* **What the exercise asks**
Repeat exactly the lines from the start of the entries below through the line containing "pub use asset::AssetLoader;". Omit the rest.

——

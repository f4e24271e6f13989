mod traits_tests;
//! # Strata Storage System
//!
//! Config formats, filesystem access and the strategy-keyed [`ConfigCache`].
//!
//! - [`LoadStrategy`] picks where a config comes from: the bundled resource
//!   root or the [`AssetLoader`] capability bound in the container.
//! - [`ConfigCache`] memoizes loaded configs per strategy and path.
//! - [`LocalStorageProvider`] is the filesystem backend; writes go through a
//!   temp file that is renamed over the target.
pub mod asset;
pub mod cache;
pub mod config;
pub mod error;
pub mod local;
pub mod path;
pub mod provider;
pub mod strategy;

pub use asset::AssetLoader;
pub use cache::ConfigCache;
pub use config::{ConfigData, ConfigFormat};
pub use error::StorageSystemError;
pub use local::LocalStorageProvider;
pub use provider::StorageProvider;
pub use strategy::LoadStrategy;

#[cfg(test)]
mod tests;
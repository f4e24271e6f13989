use std::fs;
use std::sync::Arc;

use serde::Deserialize;
use strata_core::kernel::{Application, KernelSettings};
use strata_core::storage::{AssetLoader, LoadStrategy};
use strata_core::Container;
use strata_core::ServiceProvider;
use tempfile::tempdir;

use core_vfs::{DirectoryAssetLoader, VfsProvider};

#[derive(Debug, Deserialize, PartialEq)]
struct Rules {
    lives: u32,
}

#[test]
fn test_loader_reads_existing_file() {
    let dir = tempdir().unwrap();
    fs::create_dir_all(dir.path().join("game")).unwrap();
    fs::write(dir.path().join("game/rules.json"), r#"{"lives": 3}"#).unwrap();

    let loader = DirectoryAssetLoader::new(dir.path());
    assert_eq!(loader.load_text("game/rules.json").unwrap().as_deref(), Some(r#"{"lives": 3}"#));
}

#[test]
fn test_loader_missing_file_is_none() {
    let dir = tempdir().unwrap();
    let loader = DirectoryAssetLoader::new(dir.path());

    assert_eq!(loader.load_text("game/absent.json").unwrap(), None);
    assert_eq!(loader.load_text("game").unwrap(), None);
}

#[test]
fn test_loader_rejects_escaping_paths() {
    let dir = tempdir().unwrap();
    let loader = DirectoryAssetLoader::new(dir.path().join("inner"));

    assert!(loader.load_text("../outside.json").is_err());
}

#[test]
fn test_register_binds_capability() {
    let dir = tempdir().unwrap();
    let container = Container::new();

    VfsProvider::new(dir.path()).register(&container).unwrap();

    let loader = container
        .try_resolve_by_capability::<dyn AssetLoader>()
        .expect("capability should be bound");
    assert_eq!(loader.name(), "directory");
    assert!(container.resolve::<DirectoryAssetLoader>().is_ok());
}

#[tokio::test]
async fn test_virtual_configs_served_once_running() {
    let dir = tempdir().unwrap();
    fs::create_dir_all(dir.path().join("game")).unwrap();
    fs::write(dir.path().join("game/rules.json"), r#"{"lives": 5}"#).unwrap();

    let mut app = Application::builder()
        .settings(KernelSettings { project_root: dir.path().to_path_buf(), ..KernelSettings::default() })
        .provider(Arc::new(VfsProvider::new(dir.path())))
        .build();
    app.start().await.unwrap();

    let rules = app
        .configs()
        .get_config::<Rules>("game/rules.json", LoadStrategy::VirtualFileSystem, true)
        .unwrap();
    assert_eq!(rules.as_deref(), Some(&Rules { lives: 5 }));

    assert!(app.shutdown().await.is_clean());
}
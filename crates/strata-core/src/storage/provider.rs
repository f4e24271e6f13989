use std::fmt::Debug;
use std::path::Path;
use crate::kernel::error::Result;

/// Trait for storage providers that can read and write data
pub trait StorageProvider: Send + Sync + Debug {
    /// Get the name of this provider
    fn name(&self) -> &str;

    /// Check if a path is a file
    fn is_file(&self, path: &Path) -> bool;

    /// Read a file to a string
    fn read_to_string(&self, path: &Path) -> Result<String>;

    /// Write a string to a file, replacing it atomically
    fn write_string(&self, path: &Path, contents: &str) -> Result<()>;
}
use std::any::type_name;
use std::fmt;
use std::panic::{self, AssertUnwindSafe};

use crate::plugin_system::error::{panic_message, BootstrapError};
use crate::plugin_system::traits::Bootstrap;

/// Constructor registered for one bootstrap type.
pub type BootstrapFactory =
    Box<dyn Fn() -> std::result::Result<Box<dyn Bootstrap>, BootstrapError> + Send + Sync>;

/// Outcome of [`BootstrapRegistry::discover`].
#[derive(Debug, Default, Clone)]
pub struct DiscoveryReport {
    /// Names of the bootstraps instantiated, in discovery order
    pub discovered: Vec<String>,
    /// Bootstraps that failed to instantiate and were skipped
    pub failures: Vec<BootstrapError>,
}

impl DiscoveryReport {
    pub fn is_clean(&self) -> bool {
        self.failures.is_empty()
    }
}

/// Explicit extension point listing every bootstrap the application knows.
///
/// Registration order is discovery order.
#[derive(Default)]
pub struct BootstrapRegistry {
    factories: Vec<(String, BootstrapFactory)>,
}

impl BootstrapRegistry {
    pub fn new() -> Self {
        Self::default()
    }

    /// Register a bootstrap built with `B::default()`.
    pub fn register<B>(&mut self) -> &mut Self
    where
        B: Bootstrap + Default + 'static,
    {
        self.register_factory(type_name::<B>(), || Ok(Box::new(B::default()) as Box<dyn Bootstrap>))
    }

    /// Register a named factory. A name registered twice keeps the first factory.
    pub fn register_factory<F>(&mut self, name: impl Into<String>, factory: F) -> &mut Self
    where
        F: Fn() -> std::result::Result<Box<dyn Bootstrap>, BootstrapError> + Send + Sync + 'static,
    {
        let name = name.into();
        if self.contains(&name) {
            log::warn!("Bootstrap '{}' is already registered; ignoring duplicate", name);
            return self;
        }
        self.factories.push((name, Box::new(factory)));
        self
    }

    pub fn contains(&self, name: &str) -> bool {
        self.factories.iter().any(|(existing, _)| existing == name)
    }

    /// Registered names, in discovery order
    pub fn names(&self) -> Vec<&str> {
        self.factories.iter().map(|(name, _)| name.as_str()).collect()
    }

    pub fn len(&self) -> usize {
        self.factories.len()
    }

    pub fn is_empty(&self) -> bool {
        self.factories.is_empty()
    }

    /// Instantiate one of each registered bootstrap.
    ///
    /// A factory that errors or panics is logged, recorded in the report and
    /// skipped; the remaining factories still run.
    pub fn discover(&self) -> (Vec<Box<dyn Bootstrap>>, DiscoveryReport) {
        let mut instances = Vec::with_capacity(self.factories.len());
        let mut report = DiscoveryReport::default();

        for (name, factory) in &self.factories {
            let outcome = match panic::catch_unwind(AssertUnwindSafe(|| factory())) {
                Ok(result) => result,
                Err(panic_obj) => Err(BootstrapError::Panicked {
                    name: name.clone(),
                    message: panic_message(panic_obj.as_ref()),
                }),
            };

            match outcome {
                Ok(bootstrap) => {
                    log::debug!("Discovered bootstrap {}", name);
                    report.discovered.push(name.clone());
                    instances.push(bootstrap);
                }
                Err(e) => {
                    log::warn!("Skipping bootstrap '{}': {}", name, e);
                    report.failures.push(e);
                }
            }
        }

        (instances, report)
    }
}

impl fmt::Debug for BootstrapRegistry {
    fn fmt(&self, f: &mut fmt::Formatter<'_>) -> fmt::Result {
        f.debug_struct("BootstrapRegistry")
            .field("factories", &self.names())
            .finish()
    }
}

——

* **Solution**
repository f4e24271e6f13989
mod traits_tests;
//! # Strata Storage System
//!
//! Config formats, filesystem access and the strategy-keyed [`ConfigCache`].
//!
//! - [`LoadStrategy`] picks where a config comes from: the bundled resource
//!   root or the [`AssetLoader`] capability bound in the container.
//! - [`ConfigCache`] memoizes loaded configs per strategy and path.
//! - [`LocalStorageProvider`] is the filesystem backend; writes go through a
//!   temp file that is renamed over the target.
pub mod asset;
pub mod cache;
pub mod config;
pub mod error;
pub mod local;
pub mod path;
pub mod provider;
pub mod strategy;

pub use asset::AssetLoader;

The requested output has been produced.